Black Eyed Peas ringleader
will.i.am's last solo outing was 2007's
Songs About Girls, a hearty collection of relaxed R&B pop that was mostly left in the shadows as his main act grew in popularity to the scope of Superbowl half-time shows and world records for most downloaded singles.
#willpower sees
will.i.am returning with a nonstop list of collaborators from
Juicy J to
Skylar Grey and over an hour of neatly polished pop-friendly tracks. Beginning the album with the lyrics "Good morning/Welcome to the thing called life" sets
#willpower up for unabashed cheesiness, and the album follows suit with a plethora of mindless party jams, tossed-off rap routines, and the type of cheesy escapist fun you would expect from one of the minds that gave us "My Humps" and "Let's Get Retarded." While there's something to be said for letting go, having fun, and partying, even the constant in-the-club rhetoric seems tiredly disingenuous and phoned-in on
#willpower, with
will.i.am delivering lines like "I wish this night would last forever!" with all the energy of an overworked convenience store clerk on the graveyard shift eager to get home and go to sleep.
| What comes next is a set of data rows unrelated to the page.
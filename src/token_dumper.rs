use crate::lexer::Spanned;
use crate::token::Token;

pub struct TokenDumper {
    pub color: bool,
    pub show_debug_repr: bool, // if false, prints surface syntax instead of Debug
}

impl Default for TokenDumper {
    fn default() -> Self {
        Self {
            color: true,
            show_debug_repr: true,
        }
    }
}

impl TokenDumper {
    // ANSI colors
    const RESET: &'static str = "\x1b[0m";
    const DIM: &'static str = "\x1b[2m";
    const GRN: &'static str = "\x1b[32m";
    const YEL: &'static str = "\x1b[33m";
    const RED: &'static str = "\x1b[31m";

    pub fn new() -> Self {
        Self::default()
    }

    pub fn no_color(mut self) -> Self {
        self.color = false;
        self
    }

    pub fn pretty(mut self) -> Self {
        self.show_debug_repr = false;
        self
    }

    pub fn dump(&self, tokens: &[Spanned]) {
        print!("{}", self.render(tokens));
    }

    /// One line per token: `[line:col] start..end KIND token`.
    pub fn render(&self, tokens: &[Spanned]) -> String {
        let mut out = String::new();
        for s in tokens {
            self.render_one(&mut out, s);
        }
        out
    }

    fn render_one(&self, out: &mut String, s: &Spanned) {
        let colr = if self.color { self.color(&s.token) } else { "" };
        let reset = if self.color { Self::RESET } else { "" };
        let kind = s.token.kind_name();
        let pos = format!("{}..{}", s.span.start, s.span.end);
        let text = if self.show_debug_repr {
            format!("{:?}", s.token)
        } else {
            s.token.to_string()
        };

        out.push_str(&format!(
            "[{:02}:{:02}] {:<9} {}{:<8} {}{}\n",
            s.span.line, s.span.col, pos, colr, kind, text, reset
        ));
    }

    fn color(&self, t: &Token) -> &'static str {
        match t {
            Token::Comment(..) | Token::Eof => Self::DIM,
            Token::Str(_) => Self::GRN,
            Token::Unknown(_) => Self::RED,
            _ => Self::YEL,
        }
    }
}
His biggest hits were no more intelligent or substantial, but they got over with the type of big dumb hooks that cement themselves in the minds of every passerby.
#willpower is plenty big, with banging four-on-the-floor beats pushing most songs through plastic production and the occasional dip into interesting glitchy electro or string samples, as on "Hello." Dumb is the order of the day, too, as embraced on "Gettin' Dumb," one of several half-cooked party anthems on the record, but nothing sticks with even half the force of gloriously simple
Black Eyed Peas anthems like "I Gotta Feeling." Single "Scream & Shout," featuring
Britney Spears reciting her verses in an inexplicably British accent, is as close as the album comes to catchy. Even bringing in big guns like
Justin Bieber and
Miley Cyrus for manufactured disposable pop moments like "#thatPOWER" and "Fall Down" doesn't save the songs from their plodding beats, piecemeal digital construction, and an overarching sense that a good portion of the album's interminable 15 tracks were written in the studio moments before they were recorded. This unfinished feeling wouldn't be a huge downfall if there were anything in between the relentless side-chained bass thumps and mindless lyrical clichés to latch onto.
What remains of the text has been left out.